Friday, March 13, 2026

How do you pronounce “Nvidia”? This is the way you pronounce the name of the $3 trillion company

How do you pronounce “Nvidia”? This is the way you pronounce the name of the  trillion company

Most of the world’s largest firms have easy names. Steve Jobs called Apple while on a fruit food regimen and located the name “funny, spirited and not intimidating.” It also got here before Atari within the phone book. Microsoft is a merger from the words “microcomputer” and “software,” while Walmart is a mix of the supermarket founder’s surname, Sam Walton, and “Mart.”

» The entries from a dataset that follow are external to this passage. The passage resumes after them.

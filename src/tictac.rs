//! Tic-tac Merkle trees for anti-entropy comparison.
//!
//! A tree is a flat array of segment hashes. Every `(bucket, key, hash)`
//! entry is XOR-ed into the segment selected by its key's segment hash, so a
//! tree is independent of insertion order and two trees built over the same
//! data match segment for segment. Comparing trees yields the segments whose
//! keys need repair, and a [`SegmentFilter`] built from those segments lets a
//! head fold revisit only the affected keys.

use std::collections::BTreeSet;

use crate::hasher::{HashPair, Hasher};

#[derive(Debug, Clone, Copy, PartialEq, Eq, Hash)]
pub enum TreeSize {
    XSmall,
    Small,
    Medium,
    Large,
}

impl TreeSize {
    /// Number of segments, always a power of two.
    pub fn segments(self) -> usize {
        match self {
            TreeSize::XSmall => 1 << 8,
            TreeSize::Small => 1 << 10,
            TreeSize::Medium => 1 << 12,
            TreeSize::Large => 1 << 14,
        }
    }

    /// Segment a key belongs to in trees of this size.
    pub fn segment_of(self, bucket: &[u8], key: &[u8]) -> u32 {
        HashPair::of_key(bucket, key).segment & (self.segments() as u32 - 1)
    }
}

#[derive(Debug, Clone, PartialEq, Eq)]
pub struct TicTacTree {
    size: TreeSize,
    segments: Vec<u32>,
    count: u64,
}

impl TicTacTree {
    pub fn new(size: TreeSize) -> Self {
        Self {
            size,
            segments: vec![0; size.segments()],
            count: 0,
        }
    }

    pub fn size(&self) -> TreeSize {
        self.size
    }

    /// Number of entries added (merges add the other tree's count).
    pub fn len(&self) -> u64 {
        self.count
    }

    pub fn is_empty(&self) -> bool {
        self.count == 0
    }

    /// XORs an entry into its segment.
    pub fn add(&mut self, bucket: &[u8], key: &[u8], hash: u32) {
        let segment = self.size.segment_of(bucket, key) as usize;

        let mut hasher = Hasher::new();
        hasher.write(&(bucket.len() as u32).to_be_bytes());
        hasher.write(bucket);
        hasher.write(key);
        hasher.write(&hash.to_be_bytes());
        self.segments[segment] ^= hasher.finish().full;
        self.count += 1;
    }

    pub fn segment(&self, index: usize) -> Option<u32> {
        self.segments.get(index).copied()
    }

    /// Hash over all segments.
    pub fn root(&self) -> u32 {
        let mut hasher = Hasher::new();
        for segment in &self.segments {
            hasher.write(&segment.to_be_bytes());
        }
        hasher.finish().full
    }

    /// Combines a tree built over a disjoint key set. Returns `false` and
    /// leaves `self` untouched when the sizes differ.
    pub fn merge(&mut self, other: &TicTacTree) -> bool {
        if self.size != other.size {
            return false;
        }
        for (mine, theirs) in self.segments.iter_mut().zip(&other.segments) {
            *mine ^= theirs;
        }
        self.count += other.count;
        true
    }

    /// Segments whose hashes differ. Trees of different sizes differ
    /// everywhere.
    pub fn dirty_segments(&self, other: &TicTacTree) -> Vec<u32> {
        if self.size != other.size {
            return (0..self.segments.len() as u32).collect();
        }
        self.segments
            .iter()
            .zip(&other.segments)
            .enumerate()
            .filter(|(_, (a, b))| a != b)
            .map(|(i, _)| i as u32)
            .collect()
    }
}

/// Restricts a fold to keys falling into the listed segments.
#[derive(Debug, Clone, PartialEq, Eq)]
pub struct SegmentFilter {
    size: TreeSize,
    segments: BTreeSet<u32>,
}

impl SegmentFilter {
    pub fn new(size: TreeSize, segments: impl IntoIterator<Item = u32>) -> Self {
        Self {
            size,
            segments: segments.into_iter().collect(),
        }
    }

    pub fn matches(&self, bucket: &[u8], key: &[u8]) -> bool {
        self.segments.contains(&self.size.segment_of(bucket, key))
    }
}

Nvidia – which briefly held the title of the world’s most precious company last week – is difficult these easy branding conventions. Its consonant-rich name and eerie, In the kind of the Nineties Op Art The logo is more harking back to its roots as an outsider and start-up than of the present reality: an enormous that dominates the AI ​​chip market.

Despite its unconventionality, Nvidia’s notoriety demands conversation, and conversation demands pronunciation. So how do you pronounce Nvidia appropriately?

After his websiteNvidia is pronounced “en-VID-eeyah,” not NUH-vid-eeyah as many have called it.

Where does the name “Nvidia” come from?

When Nvidia CEO Jensen Huang founded the corporate in 1993 with friends Chris Malachowsky and Curtis Priem, that they had almost every detail of their recent business worked out except the name. Sitting in a Denny’s in Palo Alto—a spot they selected for its low-cost coffee and Huang’s experience there as a young adult—they couldn’t consider a reputation for his or her company.

So as they continued constructing, they simply named their files “NV” for the subsequent version, Huang said previously Assets. When the time got here to begin the corporate, the three were forced to give you a reputation. At first they selected NVision, until they learned that a rest room paper manufacturer has already adopted the name.

After going through every part again, the co-founders crossed out all words that contained “NV” until Huang suggested Nvidia to make use of a reference to the Latin word Envy, Meaning “envy”.

The name worked since the three hoped to develop a graphics chip so powerful that it could outperform the competition, as Priem previously said The New Yorker, “green with envy.”

The first “Nvidia

The first “Nvidia” was Invidia, the Roman goddess of envy. Her heart was “green with bile,” her tongue dripped poison, she had “a pallor that had smeared her face, her whole body was gaunt, her eyes squinted at everything,” because the Roman poet Ovid described her within the metamorphosis.

The company’s branding doesn’t often take its cues from Roman mythology, let alone such an incongruous figure. And yet the envy motif appears to be all over the place in the corporate’s products. The eighth generation of its graphics processors bore the slogan “green with envy.”

Nvidia’s logo, a green spiral eye, may have been inspired by the primary Invidia. Her figure was related to a piercing gaze, an “evil eye” that curses those she envies. People of many religions still wear Evil eye amulets or say prayers to ward off the curse.

Many firms now have reason to be jealous of Nvidia. With a market capitalization of $3.1 trillion, unprecedented market concentration, and seemingly limitless growth, Nvidia’s success is every CEO’s dream.

Huang can have anticipated this and deliberately put jealousy on the forefront to remind him that his competitors would attack him. According to The New Yorker, For years, Huang opened every staff meeting with the words: “Our company must cease operations in 30 days.”

Apparently, despite all of the success, this sentence stays the unofficial company motto.